The filly was sent into training with John Gosden at Newmarket, Suffolk. She was ridden in all but one of her races by William Buick.

==Racing career==

===2011: two-year-old season===
On her racecourse debut, Fallen For You started the 5/2 favourite for a maiden race over seven furlongs at Newmarket Racecourse on 30 July 2011. She started slowly but recovered to take the lead inside the final furlong and won "readily" by two lengths from Rythmic [sic]. She was then moved up in class and distance and started favourite for the Group Two May Hill Stakes over one mile at Doncaster Racecourse on 9 September. After being restrained by Buick in the early stages she made progress in the straight but was beaten a neck by the Godolphin filly Lyric of Light, having been hampered when the winner hung to the right in the closing stages. The third placed Samitar went on to win the Irish 1,000 Guineas and the Garden City Stakes.

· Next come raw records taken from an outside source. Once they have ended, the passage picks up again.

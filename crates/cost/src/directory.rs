//! Organization account directory.

use std::sync::Arc;

use tracing::{debug, info, instrument};

use crate::providers::{Account, DirectoryError, OrganizationsApi};

/// Largest page size `ListAccounts` accepts.
pub const DEFAULT_PAGE_SIZE: i32 = 20;

/// How far to follow `ListAccounts` pagination.
#[derive(Debug, Clone, Copy, PartialEq, Eq, Default)]
pub enum ListingMode {
    /// Stop after the first page (at most `page_size` accounts).
    FirstPage,
    /// Follow `NextToken` until the listing is exhausted.
    #[default]
    AllPages,
}

/// Ordered account-id to display-name mapping.
///
/// Order is the order the organization API returned the accounts in.
#[derive(Debug, Clone, Default, PartialEq, Eq)]
pub struct AccountDirectory {
    accounts: Vec<Account>,
}

impl AccountDirectory {
    /// Create a directory from accounts in listing order.
    #[must_use]
    pub fn new(accounts: Vec<Account>) -> Self {
        Self { accounts }
    }

    /// Number of accounts.
    #[must_use]
    pub fn len(&self) -> usize {
        self.accounts.len()
    }

    /// Whether the directory has no accounts.
    #[must_use]
    pub fn is_empty(&self) -> bool {
        self.accounts.is_empty()
    }

    /// Iterate over accounts in listing order.
    pub fn iter(&self) -> std::slice::Iter<'_, Account> {
        self.accounts.iter()
    }

    /// Look up an account's display name.
    #[must_use]
    pub fn name(&self, account_id: &str) -> Option<&str> {
        self.accounts
            .iter()
            .find(|a| a.id == account_id)
            .map(|a| a.name.as_str())
    }

    /// Whether the directory contains `account_id`.
    #[must_use]
    pub fn contains(&self, account_id: &str) -> bool {
        self.name(account_id).is_some()
    }
}

impl FromIterator<Account> for AccountDirectory {
    fn from_iter<I: IntoIterator<Item = Account>>(iter: I) -> Self {
        Self::new(iter.into_iter().collect())
    }
}

impl<'a> IntoIterator for &'a AccountDirectory {
    type Item = &'a Account;
    type IntoIter = std::slice::Iter<'a, Account>;

    fn into_iter(self) -> Self::IntoIter {
        self.iter()
    }
}

/// Fetches the organization's account directory.
pub struct DirectoryFetcher {
    api: Arc<dyn OrganizationsApi>,
    page_size: i32,
    mode: ListingMode,
}

impl DirectoryFetcher {
    /// Create a fetcher that follows all pages of 20 accounts.
    #[must_use]
    pub fn new(api: Arc<dyn OrganizationsApi>) -> Self {
        Self {
            api,
            page_size: DEFAULT_PAGE_SIZE,
            mode: ListingMode::default(),
        }
    }

    /// Set the `ListAccounts` page size.
    #[must_use]
    pub fn with_page_size(mut self, page_size: i32) -> Self {
        self.page_size = page_size;
        self
    }

    /// Set the pagination mode.
    #[must_use]
    pub fn with_mode(mut self, mode: ListingMode) -> Self {
        self.mode = mode;
        self
    }

    /// List the organization's accounts.
    ///
    /// # Errors
    ///
    /// Returns [`DirectoryError`] if the page size is out of range or any
    /// `ListAccounts` call fails. Nothing is retried.
    #[instrument(skip(self), fields(provider = self.api.name(), mode = ?self.mode))]
    pub async fn fetch(&self) -> Result<AccountDirectory, DirectoryError> {
        if !(1..=DEFAULT_PAGE_SIZE).contains(&self.page_size) {
            return Err(DirectoryError::Config(format!(
                "page size must be between 1 and {DEFAULT_PAGE_SIZE}, got {}",
                self.page_size
            )));
        }

        let mut accounts = Vec::new();
        let mut next_token = None;
        let mut pages = 0_u32;

        loop {
            let page = self.api.list_accounts(self.page_size, next_token).await?;
            pages += 1;
            debug!(page = pages, accounts = page.accounts.len(), "Fetched account page");
            accounts.extend(page.accounts);

            next_token = match (self.mode, page.next_token) {
                (ListingMode::AllPages, Some(token)) => Some(token),
                (ListingMode::FirstPage, Some(_)) => {
                    info!(
                        fetched = accounts.len(),
                        "More accounts available; listing limited to the first page"
                    );
                    break;
                }
                (_, None) => break,
            };
        }

        info!(accounts = accounts.len(), pages, "Fetched account directory");
        Ok(AccountDirectory::new(accounts))
    }
}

Two weeks later, Fallen For You contested the Fillies' Mile at Newmarket but failed to reproduce her earlier form and finished fifth of the eight runners behind Lyric of Light.

===2012: three-year-old season===
Fallen For You began her second season in a one-mile race on the polytrack surface at Kempton Park Racecourse on 2 May in which she was ridden by Ryan Moore. Starting the 1/5 favourite she took the lead after two furlongs and drew away in the closing stages to win by three and a quarter lengths from Gifted Girl. Ten days later she started joint-favourite for the Chartwell Fillies' Stakes over seven furlongs on the polytrack surface at Lingfield Park Racecourse in which she raced against older fillies and mares. She finished in a dead heat for sixth behind the five-year-old mare Chachamaidee after colliding with the rail two furlongs from the finish.

On 22 June, Fallen For You returned to the turf to contest the Group One Coronation Stakes over one mile at Royal Ascot.
The 1000 Guineas winner Homecoming Queen was made favourite ahead of the Prix de Sandringham winner Laugh Out Loud and Samitar with Fallen For You starting at odds of 12/1. The other runners included Fallen For You's stablemate Starscope (second in the 1000 Guineas), the Premio Dormello winner Bugie d'Amore and the Godolphin contender Irish History. Buick restrained Fallen For You towards the rear of the field before switching her to the outside to make her challenge in the straight. The filly took the lead approaching the final furlong and drew away to win by three and a quarter lengths from Starscope, with Irish History a further two and a quarter lengths away in third place. Gosden commented "We always thought she was our best filly last year. She had a holiday and then when she came back Ryan won on her at Kempton. I ran her behind older fillies last time and she learned a lot. We were ready for a big run and she is classy".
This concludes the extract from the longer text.